A report co-authored by disgraced scientist Dr Peter Daszak has claimed there is ‘no evidence’ Covid was created in a laboratory.
The international group of scientists say the virus likely jumped to humans at the animal slaughter market at the epicenter in Wuhan.
They cite recent studies which found the majority of early cases visited or had links to stalls in the southwestern corner of the market, where animals that can harbor Covid were sold for meat or fur at the time.
Writing in the report, the authors said: ‘The Task Force finds no verifiable or credible evidence to support the possibility that SARS-CoV-2 was created in or released from a laboratory.’
But there will be questions about the impartiality of the report given Dr Daszak’s links to the Chinese lab at the center of the pandemic.
His EcoHealth Alliance research organization funneled US taxpayer money into the Wuhan Institute of Virology to carry out risky research on bat-borne coronaviruses.
The British zoologist also tried to cover-up serious inquiry into the laboratory’s role in the pandemic.
He and fellow infectious disease experts Ralph Baric and Linfa Wang circulated a statement that was later published in The Lancet in which 27 prominent scientists from nine countries to strongly condemned ‘conspiracy theories suggesting that COVID-19 does not have a natural origin.’
In a leaked email from 2020, Dr Daszak appeared to express gratitude to Dr Anthony Fauci, chief medical advisor to the US President, for downplaying the theory that the Covid-19 was created in a lab.
The scientists carried out a literature review, interviews with other scientists and had lengthy discussions to create their report.
The report, ‘Pandemic Origins and a One Health Approach to Preparedness and Prevention: Solutions Based on SARS-CoV-2 and Other RNA Viruses’, contained findings on the origin as well as how to prevent future outbreaks.
Animal viruses, including coronaviruses, have been picked up by humans for years, it said.
The risk of a pandemic rises when people and animals intermingle in new settings, driven by factors such as the wildlife trade.
The report took into account new scientific evidence that Covid spread from bats and was picked up by people in the Huanan Seafood Market in Wuhan, China, in December 2019.
The report emphasizes: ‘The task force finds no verifiable or credible evidence to support the possibility that SARS-CoV-2 was created in or released from a laboratory.’
The task force also looked at scientific findings before and during the pandemic, as well as previous virus outbreaks similar to Covid, to locate key intervention points to stop animal to human transfer.

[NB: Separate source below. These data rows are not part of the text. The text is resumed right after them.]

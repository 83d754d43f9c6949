//! Test Data Factory
//!
//! Builds ontologies for the end-to-end tests:
//! - The minimal Animal/Dog/R1 submission
//! - Generated ontologies of a configurable shape
//! - Request bodies in the shapes the UI and scripts send

use clairvoyance_core::{Ontology, Subclass, Superclass};
use serde_json::{Value, json};

/// Factory for ontology test data
pub struct OntologyFactory;

/// Shape of a generated ontology
#[derive(Debug, Clone)]
pub struct ShapeConfig {
    pub superclasses: usize,
    pub subclasses_per_superclass: usize,
    pub rules: usize,
    /// Attach attributes and relationships to every class
    pub with_details: bool,
}

impl Default for ShapeConfig {
    fn default() -> Self {
        Self {
            superclasses: 3,
            subclasses_per_superclass: 2,
            rules: 4,
            with_details: false,
        }
    }
}

impl OntologyFactory {
    /// One superclass "Animal" with subclass "Dog" and rule "R1"
    pub fn animals() -> Ontology {
        Ontology {
            superclasses: vec![Superclass {
                name: "Animal".to_string(),
                subclasses: vec![Subclass {
                    name: "Dog".to_string(),
                    ..Default::default()
                }],
                ..Default::default()
            }],
            rules: vec!["R1".to_string()],
        }
    }

    /// Generated ontology with predictable names ("Class 0", "Class 0.1", "Rule 2")
    pub fn with_shape(config: &ShapeConfig) -> Ontology {
        let details = |name: &str| {
            if config.with_details {
                (
                    vec![json!({ "name": "label", "type": "string", "owner": name })],
                    vec![json!({ "type": "relatedTo", "target": "Class 0" })],
                )
            } else {
                (Vec::new(), Vec::new())
            }
        };

        let superclasses = (0..config.superclasses)
            .map(|i| {
                let name = format!("Class {}", i);
                let (attributes, relationships) = details(&name);
                Superclass {
                    id: None,
                    description: Some(format!("Generated superclass {}", i)),
                    attributes,
                    relationships,
                    subclasses: (0..config.subclasses_per_superclass)
                        .map(|j| {
                            let sub_name = format!("Class {}.{}", i, j);
                            let (attributes, relationships) = details(&sub_name);
                            Subclass {
                                id: None,
                                name: sub_name,
                                description: None,
                                attributes,
                                relationships,
                            }
                        })
                        .collect(),
                    name,
                }
            })
            .collect();

        Ontology {
            superclasses,
            rules: (0..config.rules).map(|k| format!("Rule {}", k)).collect(),
        }
    }

    /// Copy of `ontology` without store-assigned ids, for comparing with input
    pub fn strip_ids(ontology: &Ontology) -> Ontology {
        let mut stripped = ontology.clone();
        for superclass in &mut stripped.superclasses {
            superclass.id = None;
            for subclass in &mut superclass.subclasses {
                subclass.id = None;
            }
        }
        stripped
    }

    /// Body the UI posts: the ontology wrapped in an `ontology` key
    pub fn ui_payload(ontology: &Ontology) -> Value {
        json!({ "ontology": ontology })
    }

    /// Body scripts post: the bare ontology
    pub fn bare_payload(ontology: &Ontology) -> Value {
        serde_json::to_value(ontology).unwrap_or(Value::Null)
    }
}
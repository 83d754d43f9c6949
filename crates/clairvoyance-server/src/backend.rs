//! Client handle for the embedded backend

use std::time::Duration;

use reqwest::StatusCode;

/// Health endpoint exposed by PocketBase
pub const HEALTH_PATH: &str = "/api/health";

/// HTTP client bound to the backend's base URL
#[derive(Debug, Clone)]
pub struct BackendClient {
    http: reqwest::Client,
    base_url: String,
}

impl BackendClient {
    /// Build a client for `base_url` (trailing slashes are dropped)
    ///
    /// Only connecting is bounded; proxied uploads and downloads may take as
    /// long as they need.
    pub fn new(base_url: &str) -> reqwest::Result<Self> {
        let http = reqwest::Client::builder()
            .connect_timeout(Duration::from_secs(5))
            .redirect(reqwest::redirect::Policy::none())
            .build()?;

        Ok(Self {
            http,
            base_url: base_url.trim_end_matches('/').to_string(),
        })
    }

    pub fn base_url(&self) -> &str {
        &self.base_url
    }

    pub fn http(&self) -> &reqwest::Client {
        &self.http
    }

    /// Absolute URL for a path (with optional query) on the backend
    pub fn url(&self, path_and_query: &str) -> String {
        if path_and_query.starts_with('/') {
            format!("{}{}", self.base_url, path_and_query)
        } else {
            format!("{}/{}", self.base_url, path_and_query)
        }
    }

    /// One health probe; returns the status the backend answered with
    pub async fn health(&self) -> reqwest::Result<StatusCode> {
        let resp = self
            .http
            .get(self.url(HEALTH_PATH))
            .timeout(Duration::from_secs(2))
            .send()
            .await?;
        Ok(resp.status())
    }
}
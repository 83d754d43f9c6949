//! API endpoint handlers

use axum::extract::{Request, State};
use axum::http::StatusCode;
use axum::middleware::Next;
use axum::response::{IntoResponse, Json, Response};
use serde::Deserialize;
use serde_json::{Value, json};
use tracing::{error, info, warn};

use clairvoyance_core::{Ontology, StorageError};

use super::state::AppState;

fn error_response(status: StatusCode, message: &str) -> Response {
    (status, Json(json!({ "error": message }))).into_response()
}

/// Body accepted by `POST /api/ontology`
///
/// The UI wraps the ontology in an `ontology` key; scripts tend to send it bare.
#[derive(Debug, Deserialize)]
#[serde(untagged)]
pub enum OntologyPayload {
    Wrapped { ontology: Ontology },
    Bare(Ontology),
}

impl OntologyPayload {
    pub fn into_ontology(self) -> Ontology {
        match self {
            OntologyPayload::Wrapped { ontology } | OntologyPayload::Bare(ontology) => ontology,
        }
    }
}

/// Return the stored ontology
pub async fn get_ontology(State(state): State<AppState>) -> Response {
    let store = state.store.clone();
    match tokio::task::spawn_blocking(move || store.load()).await {
        Ok(Ok(ontology)) => Json(ontology).into_response(),
        Ok(Err(e)) => {
            error!("Failed to load ontology: {}", e);
            error_response(StatusCode::INTERNAL_SERVER_ERROR, "Failed to load ontology")
        }
        Err(e) => {
            error!("Ontology load task failed: {}", e);
            error_response(StatusCode::INTERNAL_SERVER_ERROR, "Failed to load ontology")
        }
    }
}

/// Replace the stored ontology wholesale
pub async fn replace_ontology(
    State(state): State<AppState>,
    Json(payload): Json<OntologyPayload>,
) -> Response {
    let ontology = payload.into_ontology();
    let store = state.store.clone();

    match tokio::task::spawn_blocking(move || store.replace(&ontology)).await {
        Ok(Ok(summary)) => {
            info!(
                superclasses = summary.superclasses,
                subclasses = summary.subclasses,
                rules = summary.rules,
                "Ontology replaced"
            );
            Json(json!({ "success": true })).into_response()
        }
        Ok(Err(StorageError::Invalid(reason))) => {
            warn!("Rejected ontology: {}", reason);
            error_response(StatusCode::BAD_REQUEST, &reason)
        }
        Ok(Err(e)) => {
            error!("Ontology replace failed: {}", e);
            error_response(StatusCode::INTERNAL_SERVER_ERROR, "Database update failed")
        }
        Err(e) => {
            error!("Ontology replace task failed: {}", e);
            error_response(StatusCode::INTERNAL_SERVER_ERROR, "Database update failed")
        }
    }
}

/// Host health: backend process, bootstrap progress and ontology size
pub async fn health_check(State(state): State<AppState>) -> Json<Value> {
    let backend = match &state.supervisor {
        Some(supervisor) => serde_json::to_value(supervisor.status()).unwrap_or(Value::Null),
        None => json!({ "managed": false, "url": state.backend.base_url() }),
    };
    let backend_ready = state
        .supervisor
        .as_ref()
        .map(|s| s.status().state.is_ready())
        .unwrap_or(true);

    let store = state.store.clone();
    let ontology = match tokio::task::spawn_blocking(move || store.counts()).await {
        Ok(Ok(counts)) => serde_json::to_value(counts).unwrap_or(Value::Null),
        Ok(Err(e)) => {
            warn!("Ontology counts unavailable: {}", e);
            Value::Null
        }
        Err(e) => {
            warn!("Ontology counts task failed: {}", e);
            Value::Null
        }
    };

    let status = if backend_ready && !ontology.is_null() {
        "ok"
    } else {
        "degraded"
    };

    Json(json!({
        "status": status,
        "backend": backend,
        "bootstrap": state.bootstrap.state(),
        "ontology": ontology,
        "version": env!("CARGO_PKG_VERSION"),
    }))
}

/// Hold requests until the one-time backend bootstrap has run
pub async fn require_bootstrap(State(state): State<AppState>, req: Request, next: Next) -> Response {
    if !state.bootstrap.ensure_initialized().await {
        warn!(path = %req.uri().path(), "Serving request without a bootstrapped backend");
    }
    next.run(req).await
}
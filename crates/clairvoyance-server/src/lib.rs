//! Clairvoyance host library
//!
//! Supervises the embedded PocketBase process, proxies `/pb` to it, bootstraps
//! its admin account and schema, and serves the ontology API. Backup and binary
//! install helpers back the admin CLI. Shared by the `clairvoyance-server` and
//! `clairvoyance` binaries.

pub mod backend;
pub mod backups;
pub mod bootstrap;
pub mod config;
pub mod download;
pub mod proxy;
pub mod retry;
pub mod supervisor;
pub mod web;

pub use backend::BackendClient;
pub use backups::{BackupError, BackupInfo};
pub use bootstrap::Bootstrapper;
pub use config::{AppConfig, ConfigError};
pub use supervisor::{ProcessStatus, Supervisor, SupervisorConfig, SupervisorError};
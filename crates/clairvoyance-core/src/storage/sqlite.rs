//! SQLite Ontology Store
//!
//! One writer connection behind a mutex. Every replace runs in a single
//! transaction, so readers see either the previous ontology or the new one.

use chrono::{DateTime, Utc};
use rusqlite::{params, Connection, OptionalExtension, Transaction};
use serde_json::Value;
use std::path::{Path, PathBuf};
use std::sync::Mutex;

use crate::ontology::{
    rule_id, subclass_id, superclass_id, Ontology, OntologyCounts, ReplaceSummary, Subclass,
    Superclass,
};

// ============================================================================
// ERROR TYPES
// ============================================================================

/// Storage error type
#[non_exhaustive]
#[derive(Debug, thiserror::Error)]
pub enum StorageError {
    /// Database error
    #[error("Database error: {0}")]
    Database(#[from] rusqlite::Error),
    /// IO error
    #[error("IO error: {0}")]
    Io(#[from] std::io::Error),
    /// JSON column could not be encoded or decoded
    #[error("Serialization error: {0}")]
    Serialization(#[from] serde_json::Error),
    /// Submitted ontology is malformed
    #[error("Invalid ontology: {0}")]
    Invalid(String),
    /// Invalid timestamp
    #[error("Invalid timestamp: {0}")]
    InvalidTimestamp(String),
    /// Initialization error
    #[error("Initialization error: {0}")]
    Init(String),
}

/// Storage result type
pub type Result<T> = std::result::Result<T, StorageError>;

// ============================================================================
// STORE
// ============================================================================

/// Revision log entries kept after each replace
pub const REVISION_HISTORY: usize = 20;

/// Ontology store backed by a single SQLite file
///
/// All methods take `&self`, so the host shares it as `Arc<OntologyStore>`.
pub struct OntologyStore {
    conn: Mutex<Connection>,
    path: Option<PathBuf>,
}

impl OntologyStore {
    /// Apply PRAGMAs to a connection
    fn configure_connection(conn: &Connection) -> Result<()> {
        conn.execute_batch(
            "PRAGMA journal_mode = WAL;
             PRAGMA synchronous = NORMAL;
             PRAGMA foreign_keys = ON;
             PRAGMA busy_timeout = 5000;",
        )?;

        Ok(())
    }

    /// Open (creating if needed) the store at `path` and apply migrations
    pub fn open(path: impl AsRef<Path>) -> Result<Self> {
        let path = path.as_ref().to_path_buf();

        if let Some(parent) = path.parent().filter(|p| !p.as_os_str().is_empty()) {
            std::fs::create_dir_all(parent)?;
        }

        let conn = Connection::open(&path)?;
        Self::configure_connection(&conn)?;
        let applied = super::migrations::apply_migrations(&conn)?;
        if applied > 0 {
            tracing::info!(path = %path.display(), applied, "Ontology store migrated");
        }

        Ok(Self {
            conn: Mutex::new(conn),
            path: Some(path),
        })
    }

    /// Open a throwaway in-memory store
    pub fn open_in_memory() -> Result<Self> {
        let conn = Connection::open_in_memory()?;
        Self::configure_connection(&conn)?;
        super::migrations::apply_migrations(&conn)?;

        Ok(Self {
            conn: Mutex::new(conn),
            path: None,
        })
    }

    /// Backing file, `None` for in-memory stores
    pub fn path(&self) -> Option<&Path> {
        self.path.as_deref()
    }

    /// Current schema version
    pub fn schema_version(&self) -> Result<u32> {
        let conn = self.lock()?;
        Ok(super::migrations::get_current_version(&conn)?)
    }

    fn lock(&self) -> Result<std::sync::MutexGuard<'_, Connection>> {
        self.conn
            .lock()
            .map_err(|_| StorageError::Init("Connection lock poisoned".into()))
    }

    /// Replace the whole ontology with `ontology`
    ///
    /// Deletes every superclass, subclass and rule, then inserts the new set
    /// with positional ids. Any failure rolls the transaction back and the
    /// previous ontology stays in place.
    pub fn replace(&self, ontology: &Ontology) -> Result<ReplaceSummary> {
        validate(ontology)?;

        let mut conn = self.lock()?;
        let tx = conn.transaction()?;

        // Subclasses first: they hold the foreign key
        tx.execute("DELETE FROM subclasses", [])?;
        tx.execute("DELETE FROM superclasses", [])?;
        tx.execute("DELETE FROM ontology_rules", [])?;

        let subclasses = insert_classes(&tx, &ontology.superclasses)?;

        for (idx, rule) in ontology.rules.iter().enumerate() {
            tx.execute(
                "INSERT INTO ontology_rules (id, rule_text) VALUES (?1, ?2)",
                params![rule_id(idx), rule],
            )?;
        }

        let replaced_at = Utc::now();
        tx.execute(
            "INSERT INTO ontology_revisions
                (replaced_at, superclass_count, subclass_count, rule_count)
             VALUES (?1, ?2, ?3, ?4)",
            params![
                replaced_at.to_rfc3339(),
                ontology.superclasses.len() as i64,
                subclasses as i64,
                ontology.rules.len() as i64
            ],
        )?;
        tx.execute(
            "DELETE FROM ontology_revisions WHERE id NOT IN
                (SELECT id FROM ontology_revisions ORDER BY id DESC LIMIT ?1)",
            params![REVISION_HISTORY as i64],
        )?;

        tx.commit()?;

        Ok(ReplaceSummary {
            superclasses: ontology.superclasses.len(),
            subclasses,
            rules: ontology.rules.len(),
            replaced_at,
        })
    }

    /// Load the stored ontology in submission order
    pub fn load(&self) -> Result<Ontology> {
        let conn = self.lock()?;

        let mut superclasses: Vec<Superclass> = {
            let mut stmt = conn.prepare(
                "SELECT id, name, description, attributes, relationships
                 FROM superclasses ORDER BY rowid",
            )?;
            let rows = stmt.query_map([], |row| {
                Ok((
                    row.get::<_, String>(0)?,
                    row.get::<_, Option<String>>(1)?,
                    row.get::<_, Option<String>>(2)?,
                    row.get::<_, String>(3)?,
                    row.get::<_, String>(4)?,
                ))
            })?;

            let mut out = Vec::new();
            for row in rows {
                let (id, name, description, attributes, relationships) = row?;
                out.push(Superclass {
                    id: Some(id),
                    name: name.unwrap_or_default(),
                    description,
                    attributes: decode_list(&attributes)?,
                    relationships: decode_list(&relationships)?,
                    subclasses: Vec::new(),
                });
            }
            out
        };

        {
            let mut stmt = conn.prepare(
                "SELECT id, superclass_id, name, description, attributes, relationships
                 FROM subclasses ORDER BY rowid",
            )?;
            let rows = stmt.query_map([], |row| {
                Ok((
                    row.get::<_, String>(0)?,
                    row.get::<_, Option<String>>(1)?,
                    row.get::<_, Option<String>>(2)?,
                    row.get::<_, Option<String>>(3)?,
                    row.get::<_, String>(4)?,
                    row.get::<_, String>(5)?,
                ))
            })?;

            for row in rows {
                let (id, parent, name, description, attributes, relationships) = row?;
                let subclass = Subclass {
                    id: Some(id),
                    name: name.unwrap_or_default(),
                    description,
                    attributes: decode_list(&attributes)?,
                    relationships: decode_list(&relationships)?,
                };

                match superclasses
                    .iter_mut()
                    .find(|s| s.id.as_deref() == parent.as_deref())
                {
                    Some(owner) => owner.subclasses.push(subclass),
                    None => tracing::warn!(
                        subclass = ?subclass.id,
                        "Skipping subclass without a stored superclass"
                    ),
                }
            }
        }

        let rules = {
            let mut stmt = conn.prepare("SELECT rule_text FROM ontology_rules ORDER BY rowid")?;
            let rows = stmt.query_map([], |row| row.get::<_, Option<String>>(0))?;
            let mut out = Vec::new();
            for row in rows {
                out.push(row?.unwrap_or_default());
            }
            out
        };

        Ok(Ontology {
            superclasses,
            rules,
        })
    }

    /// Row counts of the three ontology tables
    pub fn counts(&self) -> Result<OntologyCounts> {
        let conn = self.lock()?;

        let superclasses: i64 =
            conn.query_row("SELECT COUNT(*) FROM superclasses", [], |row| row.get(0))?;
        let subclasses: i64 =
            conn.query_row("SELECT COUNT(*) FROM subclasses", [], |row| row.get(0))?;
        let rules: i64 =
            conn.query_row("SELECT COUNT(*) FROM ontology_rules", [], |row| row.get(0))?;

        Ok(OntologyCounts {
            superclasses,
            subclasses,
            rules,
        })
    }

    /// When the ontology was last replaced, if ever
    pub fn last_replaced(&self) -> Result<Option<DateTime<Utc>>> {
        let conn = self.lock()?;

        let raw: Option<String> = conn
            .query_row(
                "SELECT replaced_at FROM ontology_revisions ORDER BY id DESC LIMIT 1",
                [],
                |row| row.get(0),
            )
            .optional()?;

        raw.map(|ts| {
            DateTime::parse_from_rfc3339(&ts)
                .map(|dt| dt.with_timezone(&Utc))
                .map_err(|e| StorageError::InvalidTimestamp(format!("{}: {}", ts, e)))
        })
        .transpose()
    }
}

fn validate(ontology: &Ontology) -> Result<()> {
    for (idx, superclass) in ontology.superclasses.iter().enumerate() {
        if superclass.name.trim().is_empty() {
            return Err(StorageError::Invalid(format!(
                "superclass {} has an empty name",
                idx
            )));
        }
        for (sub_idx, subclass) in superclass.subclasses.iter().enumerate() {
            if subclass.name.trim().is_empty() {
                return Err(StorageError::Invalid(format!(
                    "subclass {} of '{}' has an empty name",
                    sub_idx, superclass.name
                )));
            }
        }
    }
    Ok(())
}

/// Insert superclasses and their subclasses, returning the subclass count
fn insert_classes(tx: &Transaction<'_>, superclasses: &[Superclass]) -> Result<usize> {
    let mut subclasses = 0;

    for (idx, superclass) in superclasses.iter().enumerate() {
        let parent_id = superclass_id(idx);
        tx.execute(
            "INSERT INTO superclasses (id, name, description, attributes, relationships)
             VALUES (?1, ?2, ?3, ?4, ?5)",
            params![
                parent_id,
                superclass.name,
                superclass.description,
                serde_json::to_string(&superclass.attributes)?,
                serde_json::to_string(&superclass.relationships)?
            ],
        )?;

        for (sub_idx, subclass) in superclass.subclasses.iter().enumerate() {
            tx.execute(
                "INSERT INTO subclasses
                    (id, superclass_id, name, description, attributes, relationships)
                 VALUES (?1, ?2, ?3, ?4, ?5, ?6)",
                params![
                    subclass_id(idx, sub_idx),
                    parent_id,
                    subclass.name,
                    subclass.description,
                    serde_json::to_string(&subclass.attributes)?,
                    serde_json::to_string(&subclass.relationships)?
                ],
            )?;
            subclasses += 1;
        }
    }

    Ok(subclasses)
}

fn decode_list(raw: &str) -> Result<Vec<Value>> {
    Ok(serde_json::from_str(raw)?)
}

They turned this into recommendations to halt or reduce a future outbreak, and if needed, to respond swiftly to stop regional or global spread, using a One Health approach.
This is a collaborative method working at local, nationals and global levels to get the best health outcomes by recognizing the connections and shared environments between people, animals and plants, and includes things like learning from indigenous knowledge.
The report recommended that ‘smart surveillance’ should be used to pick out potential high-risk pathogens, focusing on areas where people, wildlife and domestic animals mix.
There should be incentives to keep human-animal contact to a minimum in rural locations and commercial markets, it added.
Commenting on the report, Dr Daszak said: ‘As climate change, land use patterns, and the growing wildlife trade in certain regions continue to create opportunities for zoonotic spillover of emerging infectious diseases, the solutions in this report have crucial implications for the global community for years to come.
‘We must learn from past pandemics to prepare for success in anticipating, mitigating, and responding effectively to future pandemics.’
Previously, Dr Daszak’s EcoHealth Alliance has used the Wuhan Institute of Virology in research, particularly in gain-of-function research in which organisms are genetically altered.
The report was published in the Proceedings of the National Academy of Sciences.
A 2020 study by the University of Cambridge found that one in four Americans and Brits think that Covid being engineered in a laboratory is a ‘reliable claim’.
A more recent YouGov poll from 2021 found that 58 per cent of Americans think the pandemic’s origins lie in a Chinese laboratory.
This has increased from 49 per cent when YouGov first posed the question in May 2020.
Around a quarter think Covid was released from a laboratory on purpose, while 18 per cent believe it escaped by accident.
Only 13 per cent agreed that it occurred naturally and evolved into a human virus.